Your answer should consist of the lines in the data below that contain "free".

§ The input:
---

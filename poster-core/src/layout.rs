//! Placement arithmetic for poster boxes, free of drawing side
//! effects. All lengths are millimetres with a bottom-left origin.

use std::fmt;
use std::str::FromStr;

use crate::error::PosterError;
use crate::geometry::{BBox, Transform};
use crate::units::{CM, MM};

/// Fraction of the poster width taken by a box panel.
pub const PANEL_WIDTH_RATIO: f64 = 0.47;
/// Left margin of the left column, as a fraction of the poster width.
pub const LEFT_MARGIN_RATIO: f64 = 0.02;
/// Vertical space added to a block's height to make room for the
/// box title and padding.
pub const BOX_PADDING: f64 = 7.0 * CM;
/// Space between a block's bottom and the panel's bottom edge.
pub const BLOCK_BOTTOM_PADDING: f64 = 1.0 * CM;
/// Gap between consecutive boxes in a column.
pub const COLUMN_GAP: f64 = 1.0 * CM;
/// Initial cursor offset below the background's top edge.
pub const TOP_MARGIN: f64 = 1.0 * CM;
/// Strip between the title bar and the background.
pub const TITLE_SEPARATION: f64 = 3.0 * MM;
/// Corner radius of box panels.
pub const PANEL_RADIUS: f64 = 3.0 * CM;
/// Offset of the box title from the panel's top-left corner.
pub const TITLE_OFFSET: (f64, f64) = (1.5 * CM, -3.0 * CM);

/// One of the poster's two columns.
#[derive(Debug, Clone, Copy, PartialEq, Eq, Hash)]
pub enum Column {
    Left,
    Right,
}

impl FromStr for Column {
    type Err = PosterError;

    /// Case-insensitive `"left"` or `"right"`; anything else is an
    /// error.
    fn from_str(s: &str) -> Result<Self, Self::Err> {
        if s.eq_ignore_ascii_case("left") {
            Ok(Column::Left)
        } else if s.eq_ignore_ascii_case("right") {
            Ok(Column::Right)
        } else {
            Err(PosterError::InvalidColumn(s.to_string()))
        }
    }
}

impl fmt::Display for Column {
    fn fmt(&self, f: &mut fmt::Formatter<'_>) -> fmt::Result {
        match self {
            Column::Left => f.write_str("left"),
            Column::Right => f.write_str("right"),
        }
    }
}

/// Canvas dimensions shared by all placements.
#[derive(Debug, Clone, Copy, PartialEq)]
pub struct PageGeometry {
    pub width: f64,
    pub height: f64,
    pub title_height: f64,
}

impl PageGeometry {
    /// Top edge of the background area below the title bar.
    pub fn background_top(&self) -> f64 {
        self.height - self.title_height - TITLE_SEPARATION
    }

    pub fn panel_width(&self) -> f64 {
        PANEL_WIDTH_RATIO * self.width
    }

    /// Left edge of a column's panels.
    pub fn column_x(&self, column: Column) -> f64 {
        let margin = LEFT_MARGIN_RATIO * self.width;
        match column {
            Column::Left => margin,
            Column::Right => 0.5 * self.width + 0.5 * margin,
        }
    }
}

/// Running vertical offsets, measured down from the background's top
/// edge, of the next free slot in each column.
#[derive(Debug, Clone, Copy, PartialEq)]
pub struct ColumnCursors {
    left: f64,
    right: f64,
}

impl Default for ColumnCursors {
    fn default() -> Self {
        ColumnCursors {
            left: TOP_MARGIN,
            right: TOP_MARGIN,
        }
    }
}

impl ColumnCursors {
    pub fn get(&self, column: Column) -> f64 {
        match column {
            Column::Left => self.left,
            Column::Right => self.right,
        }
    }

    /// Move a column's cursor down by `amount`. Negative amounts are
    /// ignored so cursors never move up.
    pub fn advance(&mut self, column: Column, amount: f64) {
        let step = amount.max(0.0);
        match column {
            Column::Left => self.left += step,
            Column::Right => self.right += step,
        }
    }
}

/// Where a box lands on the poster.
#[derive(Debug, Clone, Copy, PartialEq)]
pub struct BoxPlacement {
    pub column: Column,
    /// Cursor value the box was placed at.
    pub offset: f64,
    /// Rounded panel behind the block.
    pub panel: BBox,
    /// Baseline origin of the box title.
    pub title_origin: (f64, f64),
    /// Translation applied to the content block.
    pub block_transform: Transform,
}

impl BoxPlacement {
    /// Vertical space the box consumes in its column, gap included.
    pub fn advance(&self) -> f64 {
        self.panel.height + COLUMN_GAP
    }
}

/// Panel rectangle for a block of `block_height` placed at `offset`
/// below the background top.
pub fn panel_rect(geometry: &PageGeometry, column: Column, offset: f64, block_height: f64) -> BBox {
    let height = block_height + BOX_PADDING;
    let top = geometry.background_top() - offset;
    BBox::new(geometry.column_x(column), top - height, geometry.panel_width(), height)
}

/// Translation that centers a block horizontally in `panel` and rests
/// its bottom `BLOCK_BOTTOM_PADDING` above the panel's bottom edge,
/// compensating for a bounding box that does not start at the origin.
pub fn block_translation(panel: &BBox, block: &BBox) -> Transform {
    Transform::translate(
        panel.left - block.left + 0.5 * (panel.width - block.width),
        panel.bottom - block.bottom + BLOCK_BOTTOM_PADDING,
    )
}

/// Full placement of a block at the column's current cursor.
pub fn place_box(
    geometry: &PageGeometry,
    cursors: &ColumnCursors,
    column: Column,
    block: &BBox,
) -> BoxPlacement {
    let offset = cursors.get(column);
    let panel = panel_rect(geometry, column, offset, block.height);
    BoxPlacement {
        column,
        offset,
        panel,
        title_origin: (panel.left + TITLE_OFFSET.0, panel.top() + TITLE_OFFSET.1),
        block_transform: block_translation(&panel, block),
    }
}
fn tokenize(source: &str) -> Result<Vec<Token>, MarkupError> {
    let mut tokens = Vec::new();
    let mut chars = source.char_indices().peekable();

    while let Some((pos, ch)) = chars.next() {
        let kind = match ch {
            '\\' => {
                let Some(&(_, next)) = chars.peek() else {
                    return Err(MarkupError::UnknownCommand(String::new()));
                };
                if next.is_ascii_alphabetic() {
                    let mut name = String::new();
                    while let Some(&(_, c)) = chars.peek() {
                        if !c.is_ascii_alphabetic() {
                            break;
                        }
                        name.push(c);
                        chars.next();
                    }
                    tokens.push(Token {
                        kind: TokenKind::Command(name),
                        pos,
                    });
                    // Spaces after a control word are swallowed; a
                    // blank line still ends the paragraph.
                    while matches!(chars.peek(), Some(&(_, ' ' | '\t'))) {
                        chars.next();
                    }
                    if let Some(&(_, '\n')) = chars.peek() {
                        chars.next();
                        while matches!(chars.peek(), Some(&(_, ' ' | '\t'))) {
                            chars.next();
                        }
                        if let Some(&(p, '\n')) = chars.peek() {
                            while matches!(chars.peek(), Some(&(_, c)) if c.is_whitespace()) {
                                chars.next();
                            }
                            tokens.push(Token {
                                kind: TokenKind::ParBreak,
                                pos: p,
                            });
                        }
                    }
                    continue;
                }
                chars.next();
                match next {
                    '%' | '&' | '$' | '#' | '_' | '{' | '}' => TokenKind::Char(next),
                    ',' => TokenKind::Char('\u{A0}'),
                    ' ' => TokenKind::Char(' '),
                    _ => TokenKind::Command(next.to_string()),
                }
            }
            '{' => TokenKind::BeginGroup,
            '}' => TokenKind::EndGroup,
            '%' => {
                for (_, c) in chars.by_ref() {
                    if c == '\n' {
                        break;
                    }
                }
                while matches!(chars.peek(), Some(&(_, ' ' | '\t'))) {
                    chars.next();
                }
                continue;
            }
            '#' => match chars.peek() {
                Some(&(_, d @ '1'..='9')) => {
                    chars.next();
                    TokenKind::Param(d as usize - '0' as usize)
                }
                _ => TokenKind::Char('#'),
            },
            '~' => TokenKind::Char('\u{A0}'),
            c if c.is_whitespace() => {
                let mut newlines = usize::from(c == '\n');
                while let Some(&(_, w)) = chars.peek() {
                    if !w.is_whitespace() {
                        break;
                    }
                    if w == '\n' {
                        newlines += 1;
                    }
                    chars.next();
                }
                if newlines >= 2 {
                    TokenKind::ParBreak
                } else {
                    TokenKind::Space
                }
            }
            c => TokenKind::Char(c),
        };
        tokens.push(Token { kind, pos });
    }
    Ok(tokens)
}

---

§ Problem solution:
//! Placement arithmetic for poster boxes, free of drawing side
/// edge, of the next free slot in each column.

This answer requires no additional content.